The art of error handling

To stay current on the parsing errors we created a special service, called tgerr (telematics gateway errors):

flespi parsing errors management

tgerr works in conjunction with tg services that execute PVM code and parse data from telematics devices. Every time a parsing error occurs, tg stores the data packet that caused an error and generates a “tg/pvmerror” event into the flespi internal data bus — mbus. tgerr listens to “tg/pvmerror” events from mbus and notifies flespi pvm developers about new parsing errors in the Telegram group:

parsing error telegram notification

The mechanism looks pretty straightforward so far, but what turns it into a true work of art is smart filtering that makes the notification service informative, yet not redundant or spammy — the one notifying only about the events that are useful for subscribers and skipping the useless noise. 

Duplicate errors

Say, you’ve connected a queclink device and configured it to send a report type that is not supported in flespi yet. Each data packet of unsupported type causes a parsing error in your queclink channel. Just imagine us getting all these notifications each time!
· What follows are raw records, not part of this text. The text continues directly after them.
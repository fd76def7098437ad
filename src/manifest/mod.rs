// isoenv-rs: Isomorphic environment tracking for bundlers
//
// SPDX-FileCopyrightText: 2026 Romeo Ahmed
// SPDX-License-Identifier: GPL-3.0-or-later

//! Cross-pass reconciliation of referenced environment variables.
//!
//! # Reconciliation
//!
//! ```text
//! manifest keys --∩ live--> presented --T > P--> changed --∉ R--> emptied
//!                              |                                   |
//!                              +------------- minus ---------------+
//!                                             |
//!                                             v
//!                                  retained  <-- overlay R (per-file)
//!                                             |
//!                                             v
//!                               manifest'  -->  sorted env keys
//! ledger' = T
//! ```
//!
//! A file with records this pass replaces its entry wholesale. A file
//! without records keeps its entry unless it changed since the last pass,
//! in which case it no longer references anything and is evicted. Files
//! that left the live set are evicted regardless.

pub mod records;

#[cfg(test)]
mod tests;

use std::collections::{BTreeMap, BTreeSet};

use serde::{Deserialize, Serialize};

use crate::error::AssetError;
use records::{FileEnvMap, PassRecords};

/// Modification time in milliseconds since the Unix epoch.
pub type Timestamp = u64;

/// Reconciled file → variable names mapping for the live module graph.
#[derive(Debug, Clone, Default, PartialEq, Eq)]
pub struct EnvManifest {
    files: FileEnvMap,
}

impl EnvManifest {
    #[must_use]
    pub const fn new() -> Self {
        Self {
            files: BTreeMap::new(),
        }
    }

    #[must_use]
    pub fn get(&self, file: &str) -> Option<&BTreeSet<String>> {
        self.files.get(file)
    }

    #[must_use]
    pub fn contains(&self, file: &str) -> bool {
        self.files.contains_key(file)
    }

    #[must_use]
    pub fn is_empty(&self) -> bool {
        self.files.is_empty()
    }

    #[must_use]
    pub fn len(&self) -> usize {
        self.files.len()
    }

    pub fn files(&self) -> impl Iterator<Item = &str> {
        self.files.keys().map(String::as_str)
    }

    /// Sorted, de-duplicated union of every file's names.
    #[must_use]
    pub fn env_keys(&self) -> Vec<String> {
        self.files
            .values()
            .flatten()
            .collect::<BTreeSet<_>>()
            .into_iter()
            .cloned()
            .collect()
    }
}

impl<F, N, I> FromIterator<(F, I)> for EnvManifest
where
    F: Into<String>,
    N: Into<String>,
    I: IntoIterator<Item = N>,
{
    fn from_iter<T: IntoIterator<Item = (F, I)>>(iter: T) -> Self {
        Self {
            files: iter
                .into_iter()
                .map(|(file, names)| (file.into(), names.into_iter().map(Into::into).collect()))
                .collect(),
        }
    }
}

/// Last observed modification time per file.
#[derive(Debug, Clone, Default, PartialEq, Eq)]
pub struct TimestampLedger {
    times: BTreeMap<String, Timestamp>,
}

impl TimestampLedger {
    #[must_use]
    pub const fn new() -> Self {
        Self {
            times: BTreeMap::new(),
        }
    }

    #[must_use]
    pub fn get(&self, file: &str) -> Option<Timestamp> {
        self.times.get(file).copied()
    }

    pub fn insert(&mut self, file: impl Into<String>, time: Timestamp) {
        self.times.insert(file.into(), time);
    }

    #[must_use]
    pub fn is_empty(&self) -> bool {
        self.times.is_empty()
    }

    #[must_use]
    pub fn len(&self) -> usize {
        self.times.len()
    }
}

impl<F: Into<String>> FromIterator<(F, Timestamp)> for TimestampLedger {
    fn from_iter<T: IntoIterator<Item = (F, Timestamp)>>(iter: T) -> Self {
        Self {
            times: iter.into_iter().map(|(f, t)| (f.into(), t)).collect(),
        }
    }
}

/// What the host knows at the end of a pass.
#[derive(Debug, Clone, Default, PartialEq, Eq)]
pub struct HostFacts {
    /// Files currently part of the build graph.
    pub live: BTreeSet<String>,
    /// Current modification time of every file the host tracks.
    pub timestamps: TimestampLedger,
}

impl HostFacts {
    #[must_use]
    pub fn new(
        live: impl IntoIterator<Item = impl Into<String>>,
        timestamps: TimestampLedger,
    ) -> Self {
        Self {
            live: live.into_iter().map(Into::into).collect(),
            timestamps,
        }
    }
}

/// Outcome of one reconciliation.
#[derive(Debug, Clone, PartialEq, Eq)]
pub struct Reconciled {
    pub manifest: EnvManifest,
    pub ledger: TimestampLedger,
    /// Files evicted because they left the live set.
    pub dropped: Vec<String>,
    /// Files evicted because they changed and no longer reference anything.
    pub emptied: Vec<String>,
}

impl Reconciled {
    #[must_use]
    pub fn env_keys(&self) -> Vec<String> {
        self.manifest.env_keys()
    }
}

/// Merges one pass into the manifest.
///
/// Pure: the previous manifest and ledger are only read. A file is
/// considered changed when its current timestamp is strictly newer than the
/// ledger's, or than `session_start` when the ledger has never seen it.
/// Files the host has no timestamp for are never considered changed.
#[must_use]
pub fn reconcile(
    manifest: &EnvManifest,
    ledger: &TimestampLedger,
    host: HostFacts,
    records: PassRecords,
    session_start: Timestamp,
) -> Reconciled {
    let HostFacts { live, timestamps } = host;

    let (presented, dropped): (Vec<&String>, Vec<&String>) =
        manifest.files.keys().partition(|f| live.contains(*f));

    let is_changed = |file: &str| {
        timestamps
            .get(file)
            .is_some_and(|now| now > ledger.get(file).unwrap_or(session_start))
    };

    let emptied: Vec<String> = presented
        .iter()
        .filter(|f| is_changed(f) && !records.contains(f))
        .map(|f| (*f).clone())
        .collect();

    let mut files: FileEnvMap = presented
        .into_iter()
        .filter(|f| !emptied.contains(f))
        .map(|f| (f.clone(), manifest.files[f].clone()))
        .collect();
    files.extend(records.into_inner());

    Reconciled {
        manifest: EnvManifest { files },
        ledger: timestamps,
        dropped: dropped.into_iter().cloned().collect(),
        emptied,
    }
}

/// The emitted asset: runtime variable name plus the keys client code reads.
#[derive(Debug, Clone, PartialEq, Eq, Serialize, Deserialize)]
pub struct ClientManifest {
    pub variable: String,
    #[serde(rename = "envKeys")]
    pub env_keys: Vec<String>,
}

impl ClientManifest {
    #[must_use]
    pub fn new(variable: impl Into<String>, manifest: &EnvManifest) -> Self {
        Self {
            variable: variable.into(),
            env_keys: manifest.env_keys(),
        }
    }

    /// Pretty JSON with two-space indentation.
    ///
    /// # Errors
    ///
    /// Returns `AssetError::Serialize` if serialization fails.
    pub fn to_json(&self, name: &str) -> Result<String, AssetError> {
        serde_json::to_string_pretty(self).map_err(|source| AssetError::Serialize {
            name: name.to_string(),
            source,
        })
    }

    /// Parses a previously emitted manifest.
    ///
    /// # Errors
    ///
    /// Returns the `serde_json` error if `json` is not a manifest.
    pub fn from_json(json: &str) -> serde_json::Result<Self> {
        serde_json::from_str(json)
    }
}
Once tgerr receives a new error, it notifies developers about it and saves the error in the cache of “active” errors for 24 hours (this will prevent it from reappearing in the next day). What makes tgerr a true masterpiece of the notifications art is the use of HASD technology to make the errors cache persistent. tgerr synchronizes the cache in flespi's retained-messages-based storage inside flespi MQTT broker to always have it updated and never lose data in case of reconnects.

Errors beyond our control

There are some errors that we are aware of but can do nothing with, e.g. improper implementation of the wialon_ips protocol that causes an error:

pvm_exec_func_nmea_longitude: invalid NMEA minute: '03760.0000'

The notifications about such errors are useless, so not to distract developers tgerr keeps a list of ignore rules that is also stored in HASD. And what comes as a handy bonus to storing all this stuff in HASD is the possibility to view and edit these rules and errors in a smart and friendly MQTT Board tool:

parsing errors in mqtt board

What happens next or the role of human

Once we receive a notification about an error, a responsible developer analyzes the corresponding data packet. In some cases, we fix or enhance protocol implementation. In other cases, we contact the device manufacturer and report bugs in the protocol implementation in the device firmware. And sometimes we contact you via Helpbox, for example, to let you know that you’ve chosen an improper device type when creating your device instance in flespi.

***

This is how we did all the magic of smart error handling using the superpower of the flespi in-house ecosystem.

So, don’t worry about data parsing errors in your flespi channels — they are taken care of. And don’t give up using flespi if the newly connected device floods you with parsing errors instead of device messages. 

Surely, not everything can be fixed by the flespi team but we do our best to minimize the data loss and maximize data reception sustainability.